The bad guy doesnt have a vendetta against Cross, or really know who he is, until meeting him face-to-face while Cross tries to prevent the murder that Picasso hinted about in his drawing.
Fox is strange in his villainous role. He puts on a good psychopathic voice and tough guy demeanor, but his weird spells that appear like seizures or waves of pain-induced euphoria are just puzzling and borderline comical.
Since the film takes place in Detroit, I got the sense that Director Rob Cohen wanted to highlight that citys current economic state or just its landscape. I didnt think he succeeded as well as someone like Spike Lee manages to do with his films set in New York City.
Cross is an interesting character, benevolent in wanting to help others, a good family man, and apparently a great detective and I was happy to see Perry in that kind of role. He looks odd sometimes carrying around a 12-guage shotgun, but he fits the part of a tenured detective well-enough.
The films other shady character, Leon Mercier, played by (Jean Reno), is supposed to play a large role but the films identity-crisis in the second-half leaves him too much on the sideline.
Cross abandons the plan and plot set out in the first half and goes full-on revenge mode after about 45 minutes. Then in the final 10, returns to the plot started in the first half and puts a little bow on everything, even if the journey from point A to point B is somewhat unclear.

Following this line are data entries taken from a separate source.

//! Shared test utilities for request authentication testing.
//!
//! This module provides helpers for signing requests the way clients do,
//! building header maps, and wiring a gate over a scripted store. It is
//! feature-gated behind `testutil` to prevent leaking into production
//! builds.
//!
//! # Usage
//!
//! In integration tests, enable the feature in `Cargo.toml`:
//!
//! ```toml
//! [dev-dependencies]
//! dfs-common-authn = { path = "../authn", features = ["testutil"] }
//! ```
//!
//! Then import helpers:
//!
//! ```no_run
//! // Requires the `testutil` feature to be enabled.
//! use dfs_common_authn::testutil::{sign_request, gate_over};
//! ```

use std::{collections::HashMap, sync::Arc};

use chrono::{DateTime, Utc};
use dfs_common_storage::{CredentialStore, testutil::ScriptedCredentialStore};

use crate::{
    credential_cache::CredentialCache,
    gate::AuthGate,
    interceptor::{HEADER_APP_KEY, HEADER_SIGN, HEADER_TIMESTAMP},
    signature::{SignatureDigest, compute_signature},
};

/// Unix seconds of the reference request (`2023-11-14T22:13:20Z`).
pub const REFERENCE_UNIX_SECS: i64 = 1_700_000_000;

/// Signs a request with the default digest (MD5), as existing clients do.
#[must_use]
pub fn sign_request(app_key: &str, app_secret: &str, timestamp: &str) -> String {
    compute_signature(SignatureDigest::Md5, app_key, app_secret, timestamp)
}

/// The instant `secs` seconds after the reference request was issued.
///
/// # Panics
///
/// Panics if the result is outside chrono's representable range.
#[must_use]
pub fn reference_plus(secs: i64) -> DateTime<Utc> {
    DateTime::from_timestamp(REFERENCE_UNIX_SECS + secs, 0).expect("timestamp in range")
}

/// Renders `at` as a Unix-seconds timestamp header value.
#[must_use]
pub fn unix_secs(at: DateTime<Utc>) -> String {
    at.timestamp().to_string()
}

/// Builds the three authentication headers of a signed request.
#[must_use]
pub fn signed_headers(
    app_key: &str,
    app_secret: &str,
    timestamp: &str,
) -> HashMap<&'static str, String> {
    HashMap::from([
        (HEADER_APP_KEY, app_key.to_owned()),
        (HEADER_TIMESTAMP, timestamp.to_owned()),
        (HEADER_SIGN, sign_request(app_key, app_secret, timestamp)),
    ])
}

/// Wires an empty cache and a default gate over `store`.
#[must_use]
pub fn gate_over(store: &Arc<ScriptedCredentialStore>) -> AuthGate {
    let cache = CredentialCache::new(Arc::clone(store) as Arc<dyn CredentialStore>);
    AuthGate::new(Arc::new(cache))
}
//! In-memory application credential cache.
//!
//! This module provides [`CredentialCache`], which keeps an atomically
//! swappable snapshot of every known application in front of a
//! [`CredentialStore`].
//!
//! # Architecture
//!
//! ```text
//! get(app_key) → load snapshot (lock-free)
//!              → hit?  return shared record
//!              → miss? fetch_by_key from the store
//!                      → found: publish into the snapshot (unless a reload ran meanwhile)
//!
//! reload()     → fetch_all from the store
//!              → build a fresh map, swap it in whole
//! ```
//!
//! # Consistency
//!
//! - Readers never block and never see a half-built snapshot.
//! - Entries are not mutated in place; a changed record replaces its entry.
//! - Nothing expires. Entries leave the cache only through a reload.
//! - A store failure is returned as [`AuthError::StoreUnavailable`], never
//!   as "not found".

use std::{
    collections::HashMap,
    fmt,
    sync::{
        Arc,
        atomic::{AtomicU64, Ordering},
    },
    time::Duration,
};

use arc_swap::{ArcSwap, Guard};
use dfs_common_storage::{CredentialRecord, CredentialStore, DeadlineCredentialStore};
use fail::fail_point;
use parking_lot::Mutex;
use serde::{Deserialize, Serialize};
use tokio::{task::JoinHandle, time::MissedTickBehavior};
use tokio_util::sync::CancellationToken;

use crate::{config::AuthConfig, error::AuthError};

type Snapshot = HashMap<String, Arc<CredentialRecord>>;

/// Shortest interval the background refresh task will tick at.
const MIN_TICK: Duration = Duration::from_millis(1);

/// What [`CredentialCache::reload`] does when the store returns no records.
#[derive(Clone, Copy, Debug, Default, PartialEq, Eq, Hash, Serialize, Deserialize)]
#[serde(rename_all = "lowercase")]
pub enum EmptyReloadPolicy {
    /// Treat the empty result as authoritative and drop every entry.
    #[default]
    Clear,
    /// Keep the current snapshot and log a warning.
    Retain,
}

/// Result of a successful [`CredentialCache::reload`].
#[derive(Clone, Copy, Debug, PartialEq, Eq)]
pub enum ReloadOutcome {
    /// The snapshot was replaced by `loaded` entries; it held `previous` before.
    Replaced {
        /// Entries in the new snapshot.
        loaded: usize,
        /// Entries in the replaced snapshot.
        previous: usize,
    },
    /// The store was empty and the snapshot was cleared.
    Cleared {
        /// Entries dropped.
        previous: usize,
    },
    /// The store was empty and the snapshot was kept.
    Retained {
        /// Entries still cached.
        current: usize,
    },
}

impl ReloadOutcome {
    /// Number of entries cached once the reload finished.
    #[must_use]
    pub fn entry_count(self) -> usize {
        match self {
            Self::Replaced { loaded, .. } => loaded,
            Self::Cleared { .. } => 0,
            Self::Retained { current } => current,
        }
    }
}

/// Point-in-time counters for a [`CredentialCache`].
#[derive(Clone, Copy, Debug, Default, PartialEq, Eq)]
pub struct CacheStats {
    /// Lookups answered from the snapshot.
    pub hits: u64,
    /// Lookups that went to the store.
    pub misses: u64,
    /// Single-record store fetches issued.
    pub store_fetches: u64,
    /// Successful reloads, manual or background.
    pub reloads: u64,
    /// Background refresh cycles that failed.
    pub refresh_errors: u64,
}

/// Cache of application credentials keyed by application key.
///
/// Create one per process, share it behind an [`Arc`], call
/// [`reload`](Self::reload) at startup, and hand it to
/// [`AuthGate`](crate::AuthGate). Misses are filled lazily from the store.
///
/// # Examples
///
/// ```no_run
/// use std::sync::Arc;
/// use dfs_common_authn::CredentialCache;
/// use dfs_common_storage::CredentialStore;
///
/// async fn example(store: Arc<dyn CredentialStore>) -> Result<(), dfs_common_authn::AuthError> {
///     let cache = Arc::new(CredentialCache::new(store));
///     cache.reload().await?;
///
///     if let Some(record) = cache.get("app1").await? {
///         println!("{} is {}", record.app_key, record.status);
///     }
///     Ok(())
/// }
/// ```
pub struct CredentialCache {
    /// Current snapshot. Swapped whole on reload, copied on lazy insert.
    snapshot: ArcSwap<Snapshot>,
    /// Source of truth.
    store: Arc<dyn CredentialStore>,
    /// Bumped by every reload that changes the snapshot.
    ///
    /// A lazy fetch records the generation before calling the store and
    /// skips its write-back if the value moved, so a record read before a
    /// reload never lands in the snapshot that reload produced.
    generation: AtomicU64,
    empty_reload: EmptyReloadPolicy,
    hits: AtomicU64,
    misses: AtomicU64,
    store_fetches: AtomicU64,
    reloads: AtomicU64,
    refresh_errors: AtomicU64,
    /// Stops the background refresh task.
    cancel_token: CancellationToken,
    /// Wrapped in `Mutex` so `shutdown()` can take ownership via `&self`.
    refresh_handle: Mutex<Option<JoinHandle<()>>>,
}
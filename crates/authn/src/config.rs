//! Authentication configuration.
//!
//! [`AuthConfig`] deserializes from any serde format, with durations in
//! humantime notation:
//!
//! ```toml
//! freshness_window = "2h"
//! digest = "md5"
//! store_timeout = "5s"
//! refresh_interval = "10m"
//! empty_reload = "clear"
//! ```
//!
//! Every field is optional. Call [`AuthConfig::validate`] before handing the
//! config to [`CredentialCache::from_config`](crate::CredentialCache::from_config)
//! or [`AuthGate::from_config`](crate::AuthGate::from_config); both call it too.

use std::time::Duration;

use dfs_common_storage::{ConfigError, DEFAULT_STORE_TIMEOUT};
use serde::{Deserialize, Serialize};

use crate::{
    credential_cache::EmptyReloadPolicy, signature::SignatureDigest,
    timestamp::DEFAULT_FRESHNESS_WINDOW,
};

/// Smallest accepted freshness window.
pub const MIN_FRESHNESS_WINDOW: Duration = Duration::from_secs(1);

/// Smallest accepted store deadline.
pub const MIN_STORE_TIMEOUT: Duration = Duration::from_millis(1);

/// Smallest accepted background refresh interval.
pub const MIN_REFRESH_INTERVAL: Duration = Duration::from_secs(1);

/// Settings for the credential cache and the verification gate.
///
/// # Example
///
/// ```
/// use std::time::Duration;
/// use dfs_common_authn::{AuthConfig, SignatureDigest};
///
/// let config = AuthConfig::builder()
///     .digest(SignatureDigest::Sha256)
///     .freshness_window(Duration::from_secs(300))
///     .build();
/// assert!(config.validate().is_ok());
/// ```
#[derive(Debug, Clone, PartialEq, Eq, Serialize, Deserialize, bon::Builder)]
#[serde(deny_unknown_fields)]
pub struct AuthConfig {
    /// Maximum age of an accepted request timestamp.
    #[serde(with = "humantime_serde", default = "default_freshness_window")]
    #[builder(default = DEFAULT_FRESHNESS_WINDOW)]
    pub freshness_window: Duration,

    /// Signature digest. Must match what clients sign with.
    #[serde(default)]
    #[builder(default)]
    pub digest: SignatureDigest,

    /// Deadline applied to every credential store call.
    #[serde(with = "humantime_serde", default = "default_store_timeout")]
    #[builder(default = DEFAULT_STORE_TIMEOUT)]
    pub store_timeout: Duration,

    /// Interval of the background bulk reload. `None` disables it.
    #[serde(with = "humantime_serde", default)]
    pub refresh_interval: Option<Duration>,

    /// What a reload does when the store reports no applications.
    #[serde(default)]
    #[builder(default)]
    pub empty_reload: EmptyReloadPolicy,
}

fn default_freshness_window() -> Duration {
    DEFAULT_FRESHNESS_WINDOW
}

fn default_store_timeout() -> Duration {
    DEFAULT_STORE_TIMEOUT
}

impl Default for AuthConfig {
    fn default() -> Self {
        Self::builder().build()
    }
}

impl AuthConfig {
    /// Checks every duration against its lower bound.
    ///
    /// # Errors
    ///
    /// Returns [`ConfigError::BelowMinimum`] naming the first field that is
    /// too small.
    pub fn validate(&self) -> Result<(), ConfigError> {
        check_minimum("freshness_window", self.freshness_window, MIN_FRESHNESS_WINDOW)?;
        check_minimum("store_timeout", self.store_timeout, MIN_STORE_TIMEOUT)?;
        if let Some(interval) = self.refresh_interval {
            check_minimum("refresh_interval", interval, MIN_REFRESH_INTERVAL)?;
        }
        Ok(())
    }
}

fn check_minimum(field: &'static str, value: Duration, min: Duration) -> Result<(), ConfigError> {
    if value < min {
        return Err(ConfigError::BelowMinimum {
            field,
            min: format!("{min:?}"),
            value: format!("{value:?}"),
        });
    }
    Ok(())
}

The film could completely do without supporting character and Detroit Police Chief Richard Brookwell, played by John C. McGinley. You cant take him seriously at all and he just fits a stereotype of the police chief who wants to be Mayor and is more concerned with politics than doing police work.
He is there simply as a foil to the hardworking, justice-seeking Cross and Kane, nothing more, nothing less.
I cant speak to how all of this relates to the books, but looking back, Kiss the Girls in 1997 and Along Came a Spider in 2001, both starring Morgan Freeman as Cross, and both based on Pattersons novels, were much better movies.
Alex Cross is rated R and is now playing in local theaters with a runtime of 101 minutes.